_ASSIGNMENT_.
For the string "nothing", count the lines in the records below that contain it. Answer with that number alone.

_ENTRIES SHOWN_.
********

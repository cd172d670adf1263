//! CAN to network forwarding loop.

use core::net::SocketAddr;

use caneth::DATAGRAM_LEN;

use crate::config::{BitRate, BusConfig, Timing};
use crate::endpoint::{CanEndpoint, Delay, NetworkEndpoint};
use crate::error::{BridgeError, FilterKindMismatch};
use crate::filter::{AdmissionFilter, ListFilter, SingleFilter};

/// Bridge lifecycle state.
#[derive(Debug, Clone, Copy, PartialEq, Eq)]
#[cfg_attr(feature = "defmt-03", derive(defmt::Format))]
pub enum State {
    Stopped,
    Running,
}

/// What a single forwarding cycle did.
#[derive(Debug, Clone, Copy, PartialEq, Eq, Default)]
#[cfg_attr(feature = "defmt-03", derive(defmt::Format))]
pub struct PollReport {
    /// Datagrams decoded and transmitted on the bus.
    pub to_can: usize,
    /// Bus frames sent to the remote endpoint.
    pub to_network: usize,
    /// Bus frames rejected by the admission filter.
    pub filtered: usize,
    /// Datagrams that failed to decode or carry an identifier wider than
    /// their frame format allows.
    pub malformed: usize,
    pub can_failures: usize,
    pub network_failures: usize,
}

/// Bridge between one CAN endpoint and one network endpoint.
///
/// Configuration requests are plain `&mut self` calls, so they can never
/// interleave with a forwarding cycle. Callers driving the bridge from more
/// than one context must put it behind a mutex.
pub struct Bridge<C, N> {
    // endpoints
    can: C,
    network: N,

    // configuration
    filter: AdmissionFilter,
    config: BusConfig,
    timing: Timing,

    // restored by restart
    boot_filter: AdmissionFilter,
    boot_config: Option<BusConfig>,

    // state
    state: State,
}

impl<C: CanEndpoint, N: NetworkEndpoint> Bridge<C, N> {
    /// Creates a new, stopped [`Bridge`].
    pub fn new(can: C, network: N, filter: AdmissionFilter) -> Self {
        Bridge {
            can,
            network,
            boot_filter: filter.clone(),
            filter,
            config: BusConfig::default(),
            timing: Timing::default(),
            boot_config: None,
            state: State::Stopped,
        }
    }

    pub fn with_timing(mut self, timing: Timing) -> Self {
        self.timing = timing;
        self
    }

    pub fn state(&self) -> State {
        self.state
    }

    pub fn is_running(&self) -> bool {
        self.state == State::Running
    }

    pub fn config(&self) -> &BusConfig {
        &self.config
    }

    pub fn timing(&self) -> &Timing {
        &self.timing
    }

    pub fn filter(&self) -> &AdmissionFilter {
        &self.filter
    }

    /// Arm the bus at `config.bit_rate` and open the network endpoint.
    ///
    /// On failure nothing is left armed and the bridge stays stopped.
    pub fn start(
        &mut self,
        config: BusConfig,
    ) -> Result<(), BridgeError<C::Error, N::Error>> {
        if self.is_running() {
            return Err(BridgeError::AlreadyRunning);
        }

        if let Err(err) = self.can.start(config.bit_rate) {
            #[cfg(feature = "defmt-03")]
            defmt::error!(
                "Failed to start bus at {}: {}",
                config.bit_rate,
                defmt::Debug2Format(&err)
            );
            return Err(BridgeError::BusInit(err));
        }

        if let Err(err) = self.network.open() {
            #[cfg(feature = "defmt-03")]
            defmt::error!(
                "Failed to open network endpoint: {}",
                defmt::Debug2Format(&err)
            );
            self.can.stop();
            return Err(BridgeError::NetworkInit(err));
        }

        self.config = config;
        self.boot_config.get_or_insert(config);
        self.state = State::Running;

        #[cfg(feature = "defmt-03")]
        defmt::info!("Bridge running at {}", config.bit_rate);

        Ok(())
    }

    /// Release both endpoints. Stopping a stopped bridge is a no-op.
    pub fn stop(&mut self) {
        if !self.is_running() {
            return;
        }

        self.can.stop();
        self.network.close();
        self.state = State::Stopped;

        #[cfg(feature = "defmt-03")]
        defmt::info!("Bridge stopped");
    }

    /// Start again with the current configuration, including a bit rate
    /// recorded by [`update_bit_rate`](Self::update_bit_rate) while stopped.
    pub fn resume(&mut self) -> Result<(), BridgeError<C::Error, N::Error>> {
        self.start(self.config)
    }

    /// Tear everything down and start again from the boot configuration
    /// and filter.
    pub fn restart(&mut self) -> Result<(), BridgeError<C::Error, N::Error>> {
        self.stop();

        self.filter = self.boot_filter.clone();
        let config = self.boot_config.unwrap_or_default();

        self.start(config)
    }

    /// Restart the bus with another timing profile.
    ///
    /// If the bus refuses `bit_rate` the previous profile is armed again and
    /// the bus error is returned. Should that fail too, the bridge stops.
    pub fn reconfigure_bit_rate(
        &mut self,
        bit_rate: BitRate,
    ) -> Result<(), BridgeError<C::Error, N::Error>> {
        if !self.is_running() {
            return Err(BridgeError::NotRunning);
        }

        let previous = self.config.bit_rate;

        self.can.stop();
        let err = match self.can.start(bit_rate) {
            Ok(()) => {
                self.config.bit_rate = bit_rate;

                #[cfg(feature = "defmt-03")]
                defmt::info!("Bus restarted at {}", bit_rate);

                return Ok(());
            }
            Err(err) => err,
        };

        #[cfg(feature = "defmt-03")]
        defmt::error!(
            "Failed to restart bus at {}: {}",
            bit_rate,
            defmt::Debug2Format(&err)
        );

        if let Err(_err) = self.can.start(previous) {
            #[cfg(feature = "defmt-03")]
            defmt::error!(
                "Failed to restore bus at {}: {}",
                previous,
                defmt::Debug2Format(&_err)
            );

            self.network.close();
            self.state = State::Stopped;
        }

        Err(BridgeError::BusInit(err))
    }

    /// Select a bit rate profile by name.
    ///
    /// A running bridge restarts its bus, a stopped one only records the
    /// profile for [`resume`](Self::resume). Unknown names leave everything
    /// untouched.
    pub fn update_bit_rate(
        &mut self,
        name: &str,
    ) -> Result<(), BridgeError<C::Error, N::Error>> {
        let bit_rate: BitRate = name.parse()?;

        if self.is_running() {
            self.reconfigure_bit_rate(bit_rate)
        } else {
            self.config.bit_rate = bit_rate;
            Ok(())
        }
    }

    /// Send subsequent bus frames to `remote`.
    pub fn update_remote_endpoint(&mut self, remote: SocketAddr) {
        self.config.remote = remote;
    }

    pub fn set_filter_target(
        &mut self,
        id: u32,
    ) -> Result<(), FilterKindMismatch> {
        self.single_filter()?.set_target(id);
        Ok(())
    }

    pub fn set_filter_enabled(
        &mut self,
        enabled: bool,
    ) -> Result<(), FilterKindMismatch> {
        self.single_filter()?.set_enabled(enabled);
        Ok(())
    }

    /// Returns `false` if `id` was already listed.
    pub fn add_to_whitelist(
        &mut self,
        id: u32,
    ) -> Result<bool, FilterKindMismatch> {
        Ok(self.list_filter()?.add_to_whitelist(id))
    }

    /// Returns `false` if `id` was already listed.
    pub fn add_to_blacklist(
        &mut self,
        id: u32,
    ) -> Result<bool, FilterKindMismatch> {
        Ok(self.list_filter()?.add_to_blacklist(id))
    }

    pub fn clear_whitelist(&mut self) -> Result<(), FilterKindMismatch> {
        self.list_filter()?.clear_whitelist();
        Ok(())
    }

    pub fn clear_blacklist(&mut self) -> Result<(), FilterKindMismatch> {
        self.list_filter()?.clear_blacklist();
        Ok(())
    }

    pub fn set_allow_all_mode(
        &mut self,
        allow_all: bool,
    ) -> Result<(), FilterKindMismatch> {
        self.list_filter()?.set_allow_all(allow_all);
        Ok(())
    }

    fn single_filter(
        &mut self,
    ) -> Result<&mut SingleFilter, FilterKindMismatch> {
        let configured = self.filter.kind();
        self.filter
            .as_single_mut()
            .ok_or(FilterKindMismatch { configured })
    }

    fn list_filter(&mut self) -> Result<&mut ListFilter, FilterKindMismatch> {
        let configured = self.filter.kind();
        self.filter
            .as_list_mut()
            .ok_or(FilterKindMismatch { configured })
    }

    /// Run one forwarding cycle.
    ///
    /// At most one datagram is moved onto the bus, then the bus receive
    /// queue is drained to the network. Failures are counted in the report
    /// and never end the cycle early.
    pub fn poll(
        &mut self,
    ) -> Result<PollReport, BridgeError<C::Error, N::Error>> {
        if !self.is_running() {
            return Err(BridgeError::NotRunning);
        }

        let mut report = PollReport::default();

        self.forward_to_can(&mut report);
        self.forward_to_network(&mut report);

        Ok(report)
    }

    fn forward_to_can(&mut self, report: &mut PollReport) {
        let mut buf = [0u8; DATAGRAM_LEN];

        let len = match self.network.recv(&mut buf) {
            Ok(Some(len)) => len,
            Ok(None) => return,
            Err(_err) => {
                #[cfg(feature = "defmt-03")]
                defmt::warn!(
                    "Failed to receive datagram: {}",
                    defmt::Debug2Format(&_err)
                );
                report.network_failures += 1;
                return;
            }
        };

        let frame = match caneth::decode(&buf[..len]) {
            Ok(frame) => frame,
            Err(_err) => {
                #[cfg(feature = "defmt-03")]
                defmt::debug!("Dropping datagram: {}", _err);
                report.malformed += 1;
                return;
            }
        };

        if !frame.id_in_range() {
            #[cfg(feature = "defmt-03")]
            defmt::debug!(
                "Dropping datagram with out of range identifier {:#x}",
                frame.raw_id()
            );
            report.malformed += 1;
            return;
        }

        match self.can.transmit(&frame, self.timing.transmit_timeout) {
            Ok(()) => report.to_can += 1,
            Err(_err) => {
                #[cfg(feature = "defmt-03")]
                defmt::warn!(
                    "Failed to forward frame {:#x} to bus: {}",
                    frame.raw_id(),
                    defmt::Debug2Format(&_err)
                );
                report.can_failures += 1;
            }
        }
    }

    fn forward_to_network(&mut self, report: &mut PollReport) {
        loop {
            let frame = match self.can.receive() {
                Ok(Some(frame)) => frame,
                Ok(None) => break,
                Err(_err) => {
                    #[cfg(feature = "defmt-03")]
                    defmt::warn!(
                        "Failed to receive from bus: {}",
                        defmt::Debug2Format(&_err)
                    );
                    report.can_failures += 1;
                    break;
                }
            };

            if !self.filter.permits(frame.raw_id()) {
                report.filtered += 1;
                continue;
            }

            let datagram = caneth::encode(&frame);
            match self.network.send_to(self.config.remote, &datagram) {
                Ok(()) => report.to_network += 1,
                Err(_err) => {
                    #[cfg(feature = "defmt-03")]
                    defmt::warn!(
                        "Failed to forward frame {:#x} to network: {}",
                        frame.raw_id(),
                        defmt::Debug2Format(&_err)
                    );
                    report.network_failures += 1;
                }
            }
        }
    }

    /// Drive the bridge until it is stopped.
    ///
    /// Each cycle runs [`poll`](Self::poll), then hands the bridge and the
    /// cycle's report to `control` to apply pending configuration requests,
    /// then waits for [`Timing::poll_interval`].
    pub fn run<D: Delay>(
        &mut self,
        delay: &mut D,
        mut control: impl FnMut(&mut Self, &PollReport),
    ) -> Result<(), BridgeError<C::Error, N::Error>> {
        if !self.is_running() {
            return Err(BridgeError::NotRunning);
        }

        while self.is_running() {
            let report = self.poll()?;
            control(&mut *self, &report);

            if self.is_running() {
                delay.delay(self.timing.poll_interval);
            }
        }

        Ok(())
    }
}
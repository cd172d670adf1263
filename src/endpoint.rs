//! Seams to the CAN transceiver, the network stack and the clock.
//!
//! None of these calls may block indefinitely: receives are polls and bus
//! transmits are bounded by a timeout.

use caneth::CanFrame;
use core::fmt::Debug;
use core::net::SocketAddr;
use core::time::Duration;

use crate::config::BitRate;

/// CAN transceiver driver.
pub trait CanEndpoint {
    type Error: Debug;

    /// Arm the transceiver at `bit_rate`.
    fn start(&mut self, bit_rate: BitRate) -> Result<(), Self::Error>;

    /// Disarm the transceiver. Stopping an idle transceiver is a no-op.
    fn stop(&mut self);

    /// Queue a frame, waiting at most `timeout` for room.
    fn transmit(
        &mut self,
        frame: &CanFrame,
        timeout: Duration,
    ) -> Result<(), Self::Error>;

    /// Next received frame, `None` when the receive queue is empty.
    fn receive(&mut self) -> Result<Option<CanFrame>, Self::Error>;
}

/// Unacknowledged datagram link.
pub trait NetworkEndpoint {
    type Error: Debug;

    fn open(&mut self) -> Result<(), Self::Error>;

    fn close(&mut self);

    /// Send one datagram to `remote`.
    fn send_to(
        &mut self,
        remote: SocketAddr,
        datagram: &[u8],
    ) -> Result<(), Self::Error>;

    /// Copy the next pending datagram into `buf`, returning the number of
    /// bytes copied, or `None` when nothing is pending.
    fn recv(&mut self, buf: &mut [u8]) -> Result<Option<usize>, Self::Error>;
}

/// Suspends the forwarding loop between cycles.
pub trait Delay {
    fn delay(&mut self, interval: Duration);
}

impl<F: FnMut(Duration)> Delay for F {
    fn delay(&mut self, interval: Duration) {
        self(interval)
    }
}
//! Gateway errors.

use core::fmt::Debug;
use thiserror_no_std::Error;

/// Requested bit rate profile is not one of the supported names.
#[derive(Error, Debug, Clone, Copy, PartialEq, Eq)]
#[cfg_attr(feature = "defmt-03", derive(defmt::Format))]
#[error("unsupported bit rate")]
pub struct UnsupportedRate;

/// Filter operation not available on the configured filter variant.
#[derive(Error, Debug, Clone, Copy, PartialEq, Eq)]
#[cfg_attr(feature = "defmt-03", derive(defmt::Format))]
#[error("operation not supported by the {configured} filter")]
pub struct FilterKindMismatch {
    pub configured: &'static str,
}

/// Errors returned by [`Bridge`](crate::bridge::Bridge) control operations.
///
/// `C` and `N` are the CAN and network endpoint errors.
#[derive(Error, Debug)]
pub enum BridgeError<C: Debug, N: Debug> {
    /// The CAN transceiver could not be armed.
    #[error("CAN bus init error: {0:?}")]
    BusInit(C),

    /// The network endpoint could not be opened.
    #[error("network init error: {0:?}")]
    NetworkInit(N),

    #[error(transparent)]
    UnsupportedRate(#[from] UnsupportedRate),

    #[error(transparent)]
    FilterKind(#[from] FilterKindMismatch),

    #[error("bridge is not running")]
    NotRunning,

    #[error("bridge is already running")]
    AlreadyRunning,
}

********

_SOLUTION TO THIS PROBLEM_.
2